Scan the material for the word "else", then return every line where it appears.

(Given entries begins)

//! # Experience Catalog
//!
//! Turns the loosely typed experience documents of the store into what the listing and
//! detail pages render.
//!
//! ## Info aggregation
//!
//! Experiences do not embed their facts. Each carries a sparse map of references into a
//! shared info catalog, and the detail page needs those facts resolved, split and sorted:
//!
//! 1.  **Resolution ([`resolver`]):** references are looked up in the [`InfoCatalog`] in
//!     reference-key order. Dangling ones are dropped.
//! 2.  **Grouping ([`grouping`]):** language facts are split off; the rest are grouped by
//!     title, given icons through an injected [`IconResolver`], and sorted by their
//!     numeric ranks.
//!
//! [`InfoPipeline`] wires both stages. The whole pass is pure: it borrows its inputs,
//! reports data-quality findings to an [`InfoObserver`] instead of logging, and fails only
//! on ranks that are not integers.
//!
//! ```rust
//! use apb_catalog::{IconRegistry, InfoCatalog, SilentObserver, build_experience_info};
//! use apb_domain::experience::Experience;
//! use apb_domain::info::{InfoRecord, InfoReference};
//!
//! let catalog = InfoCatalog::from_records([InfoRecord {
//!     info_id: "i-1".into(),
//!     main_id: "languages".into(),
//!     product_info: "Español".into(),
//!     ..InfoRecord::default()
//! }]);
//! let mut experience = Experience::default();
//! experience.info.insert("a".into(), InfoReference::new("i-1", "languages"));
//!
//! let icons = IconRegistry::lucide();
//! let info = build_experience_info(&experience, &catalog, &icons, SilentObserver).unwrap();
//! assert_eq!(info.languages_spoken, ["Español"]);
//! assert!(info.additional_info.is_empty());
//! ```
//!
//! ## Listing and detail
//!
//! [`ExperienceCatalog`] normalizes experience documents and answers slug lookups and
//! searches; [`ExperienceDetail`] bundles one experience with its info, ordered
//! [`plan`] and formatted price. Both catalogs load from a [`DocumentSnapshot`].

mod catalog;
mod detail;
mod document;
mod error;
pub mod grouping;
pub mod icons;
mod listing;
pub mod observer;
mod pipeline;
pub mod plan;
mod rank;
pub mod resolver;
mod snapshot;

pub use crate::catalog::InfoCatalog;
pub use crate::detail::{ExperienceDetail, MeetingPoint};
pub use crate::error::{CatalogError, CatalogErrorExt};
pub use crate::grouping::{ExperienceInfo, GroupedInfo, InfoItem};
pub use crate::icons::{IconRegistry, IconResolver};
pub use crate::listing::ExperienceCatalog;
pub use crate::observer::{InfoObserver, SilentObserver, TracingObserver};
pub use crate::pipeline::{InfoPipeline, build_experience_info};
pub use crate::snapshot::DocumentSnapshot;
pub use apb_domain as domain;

(Given entries ends)
(Given entries begins)

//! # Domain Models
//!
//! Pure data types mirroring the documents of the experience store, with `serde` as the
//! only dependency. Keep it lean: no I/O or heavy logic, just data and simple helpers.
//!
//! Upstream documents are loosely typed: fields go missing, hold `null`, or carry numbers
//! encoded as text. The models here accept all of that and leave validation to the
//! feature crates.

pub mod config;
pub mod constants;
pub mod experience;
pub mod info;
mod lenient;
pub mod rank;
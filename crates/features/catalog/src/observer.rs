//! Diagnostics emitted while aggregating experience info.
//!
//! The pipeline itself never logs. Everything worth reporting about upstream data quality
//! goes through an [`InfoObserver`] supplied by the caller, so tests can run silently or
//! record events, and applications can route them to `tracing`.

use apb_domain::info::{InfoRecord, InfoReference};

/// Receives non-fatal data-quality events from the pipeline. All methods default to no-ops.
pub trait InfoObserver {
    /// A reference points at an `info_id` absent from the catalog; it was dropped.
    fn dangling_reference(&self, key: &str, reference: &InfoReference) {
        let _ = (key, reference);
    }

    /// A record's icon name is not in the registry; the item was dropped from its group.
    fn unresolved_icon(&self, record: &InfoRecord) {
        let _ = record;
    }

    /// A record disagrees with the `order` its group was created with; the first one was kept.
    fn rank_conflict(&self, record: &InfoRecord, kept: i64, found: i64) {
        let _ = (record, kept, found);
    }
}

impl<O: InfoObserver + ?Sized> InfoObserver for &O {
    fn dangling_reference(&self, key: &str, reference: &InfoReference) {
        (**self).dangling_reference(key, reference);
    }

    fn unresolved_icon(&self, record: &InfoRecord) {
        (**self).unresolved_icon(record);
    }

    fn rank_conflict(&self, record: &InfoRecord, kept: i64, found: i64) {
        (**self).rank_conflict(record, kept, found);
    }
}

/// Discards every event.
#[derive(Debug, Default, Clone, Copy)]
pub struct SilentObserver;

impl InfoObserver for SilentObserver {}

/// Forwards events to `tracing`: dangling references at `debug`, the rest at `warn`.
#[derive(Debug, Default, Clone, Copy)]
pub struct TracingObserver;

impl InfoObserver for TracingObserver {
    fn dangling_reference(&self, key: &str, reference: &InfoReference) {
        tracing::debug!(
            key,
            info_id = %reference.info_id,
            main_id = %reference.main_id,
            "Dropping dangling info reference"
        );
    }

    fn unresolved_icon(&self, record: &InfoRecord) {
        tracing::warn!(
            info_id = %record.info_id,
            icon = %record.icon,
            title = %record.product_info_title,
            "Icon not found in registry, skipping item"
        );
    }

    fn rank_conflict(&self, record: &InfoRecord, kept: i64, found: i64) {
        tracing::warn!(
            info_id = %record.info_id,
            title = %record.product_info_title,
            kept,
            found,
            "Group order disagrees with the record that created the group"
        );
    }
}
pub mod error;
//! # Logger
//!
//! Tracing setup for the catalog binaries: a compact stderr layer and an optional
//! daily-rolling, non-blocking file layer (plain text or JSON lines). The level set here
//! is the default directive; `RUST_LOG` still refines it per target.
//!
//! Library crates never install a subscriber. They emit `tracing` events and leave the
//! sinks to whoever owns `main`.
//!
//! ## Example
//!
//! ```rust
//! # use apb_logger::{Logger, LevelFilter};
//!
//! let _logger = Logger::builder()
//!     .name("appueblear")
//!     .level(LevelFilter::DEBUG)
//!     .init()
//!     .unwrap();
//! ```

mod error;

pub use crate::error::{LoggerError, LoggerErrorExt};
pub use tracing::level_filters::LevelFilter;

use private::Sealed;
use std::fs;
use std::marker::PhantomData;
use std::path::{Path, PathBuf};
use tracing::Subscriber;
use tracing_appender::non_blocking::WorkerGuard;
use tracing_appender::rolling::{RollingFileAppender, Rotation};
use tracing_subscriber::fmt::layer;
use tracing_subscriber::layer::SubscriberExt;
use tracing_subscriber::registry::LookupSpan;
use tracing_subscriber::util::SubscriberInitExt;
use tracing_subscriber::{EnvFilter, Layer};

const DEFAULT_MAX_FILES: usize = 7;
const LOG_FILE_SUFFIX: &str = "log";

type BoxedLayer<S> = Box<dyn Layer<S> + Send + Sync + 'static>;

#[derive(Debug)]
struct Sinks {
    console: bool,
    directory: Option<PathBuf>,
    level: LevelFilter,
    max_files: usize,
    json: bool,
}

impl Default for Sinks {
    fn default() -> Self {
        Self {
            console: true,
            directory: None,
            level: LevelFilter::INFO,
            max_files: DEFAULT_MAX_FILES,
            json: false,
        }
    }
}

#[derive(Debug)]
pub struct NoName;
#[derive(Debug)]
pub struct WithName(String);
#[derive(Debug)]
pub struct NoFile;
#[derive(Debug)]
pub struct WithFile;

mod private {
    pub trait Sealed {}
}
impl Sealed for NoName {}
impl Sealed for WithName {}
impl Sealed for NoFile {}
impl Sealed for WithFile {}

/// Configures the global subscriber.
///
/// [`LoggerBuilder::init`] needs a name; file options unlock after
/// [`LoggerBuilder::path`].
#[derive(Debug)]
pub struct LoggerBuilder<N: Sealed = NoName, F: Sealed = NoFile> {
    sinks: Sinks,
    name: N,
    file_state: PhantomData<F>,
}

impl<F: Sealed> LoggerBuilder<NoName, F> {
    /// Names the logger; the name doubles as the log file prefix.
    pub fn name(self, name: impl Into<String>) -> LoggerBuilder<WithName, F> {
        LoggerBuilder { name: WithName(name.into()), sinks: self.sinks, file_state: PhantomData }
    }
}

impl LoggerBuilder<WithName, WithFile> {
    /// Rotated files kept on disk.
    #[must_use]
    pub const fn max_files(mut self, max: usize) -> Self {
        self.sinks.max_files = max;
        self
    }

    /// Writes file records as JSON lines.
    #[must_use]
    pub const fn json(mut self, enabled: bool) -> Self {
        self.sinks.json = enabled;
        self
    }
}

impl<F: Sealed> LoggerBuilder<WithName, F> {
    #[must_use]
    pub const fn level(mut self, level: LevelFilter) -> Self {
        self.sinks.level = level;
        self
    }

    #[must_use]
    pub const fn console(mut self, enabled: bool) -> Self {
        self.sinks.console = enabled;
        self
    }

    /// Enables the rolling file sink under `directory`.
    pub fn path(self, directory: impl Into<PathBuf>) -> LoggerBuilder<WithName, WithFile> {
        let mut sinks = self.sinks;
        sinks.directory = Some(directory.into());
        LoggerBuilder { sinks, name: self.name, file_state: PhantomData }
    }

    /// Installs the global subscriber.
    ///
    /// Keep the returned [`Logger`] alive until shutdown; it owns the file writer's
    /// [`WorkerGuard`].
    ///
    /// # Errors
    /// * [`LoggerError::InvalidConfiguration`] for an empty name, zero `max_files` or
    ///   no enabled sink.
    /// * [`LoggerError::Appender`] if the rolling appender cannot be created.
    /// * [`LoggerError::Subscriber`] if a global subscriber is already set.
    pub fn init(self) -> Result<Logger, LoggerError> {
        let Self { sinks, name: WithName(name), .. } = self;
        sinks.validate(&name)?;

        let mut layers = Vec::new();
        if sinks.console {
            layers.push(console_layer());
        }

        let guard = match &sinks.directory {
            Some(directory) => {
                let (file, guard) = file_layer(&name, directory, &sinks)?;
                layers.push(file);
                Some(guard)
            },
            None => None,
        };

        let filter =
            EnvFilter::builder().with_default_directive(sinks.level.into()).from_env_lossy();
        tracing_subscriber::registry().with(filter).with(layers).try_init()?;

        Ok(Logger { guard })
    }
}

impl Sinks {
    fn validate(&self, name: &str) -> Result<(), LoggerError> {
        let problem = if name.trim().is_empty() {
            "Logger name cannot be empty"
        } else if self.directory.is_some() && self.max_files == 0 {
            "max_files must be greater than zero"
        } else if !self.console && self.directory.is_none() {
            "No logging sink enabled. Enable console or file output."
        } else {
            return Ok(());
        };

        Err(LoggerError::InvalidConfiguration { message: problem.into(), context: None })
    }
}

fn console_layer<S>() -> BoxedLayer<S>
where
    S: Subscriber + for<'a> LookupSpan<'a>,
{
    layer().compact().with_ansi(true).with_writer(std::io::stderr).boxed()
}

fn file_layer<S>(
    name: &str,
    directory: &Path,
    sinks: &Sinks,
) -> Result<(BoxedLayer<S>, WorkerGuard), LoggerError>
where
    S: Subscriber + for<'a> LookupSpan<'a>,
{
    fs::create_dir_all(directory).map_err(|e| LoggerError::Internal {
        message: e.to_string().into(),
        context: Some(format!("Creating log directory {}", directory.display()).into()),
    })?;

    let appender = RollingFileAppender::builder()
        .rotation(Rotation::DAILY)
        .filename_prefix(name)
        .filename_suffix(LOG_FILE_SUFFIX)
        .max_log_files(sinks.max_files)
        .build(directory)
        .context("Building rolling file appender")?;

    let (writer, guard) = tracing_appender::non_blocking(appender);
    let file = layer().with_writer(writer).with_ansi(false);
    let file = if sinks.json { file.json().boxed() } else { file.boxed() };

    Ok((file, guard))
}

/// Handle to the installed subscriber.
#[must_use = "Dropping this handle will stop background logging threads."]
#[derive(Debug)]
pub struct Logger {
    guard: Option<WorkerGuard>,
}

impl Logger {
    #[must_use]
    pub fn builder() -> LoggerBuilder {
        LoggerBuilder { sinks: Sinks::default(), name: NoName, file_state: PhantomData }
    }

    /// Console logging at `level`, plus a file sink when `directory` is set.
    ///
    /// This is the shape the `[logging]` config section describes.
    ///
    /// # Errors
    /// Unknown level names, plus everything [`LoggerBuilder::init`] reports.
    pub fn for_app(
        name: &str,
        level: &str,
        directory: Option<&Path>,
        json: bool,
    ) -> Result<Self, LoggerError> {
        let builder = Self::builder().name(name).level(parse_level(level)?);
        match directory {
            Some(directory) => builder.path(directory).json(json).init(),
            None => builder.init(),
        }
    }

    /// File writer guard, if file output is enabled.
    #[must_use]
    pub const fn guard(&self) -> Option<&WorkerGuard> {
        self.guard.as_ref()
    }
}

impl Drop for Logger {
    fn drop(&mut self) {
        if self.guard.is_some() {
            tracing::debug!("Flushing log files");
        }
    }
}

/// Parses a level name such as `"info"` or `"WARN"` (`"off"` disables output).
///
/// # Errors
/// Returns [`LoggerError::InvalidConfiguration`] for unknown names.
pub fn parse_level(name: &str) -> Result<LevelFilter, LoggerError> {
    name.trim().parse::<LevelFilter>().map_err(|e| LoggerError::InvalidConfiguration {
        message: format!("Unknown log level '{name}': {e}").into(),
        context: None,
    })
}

(Given entries ends)

_Response for this exercise_
        } else if self.directory.is_some() && self.max_files == 0 {
        } else if !self.console && self.directory.is_none() {
        } else {
    let file = if sinks.json { file.json().boxed() } else { file.boxed() };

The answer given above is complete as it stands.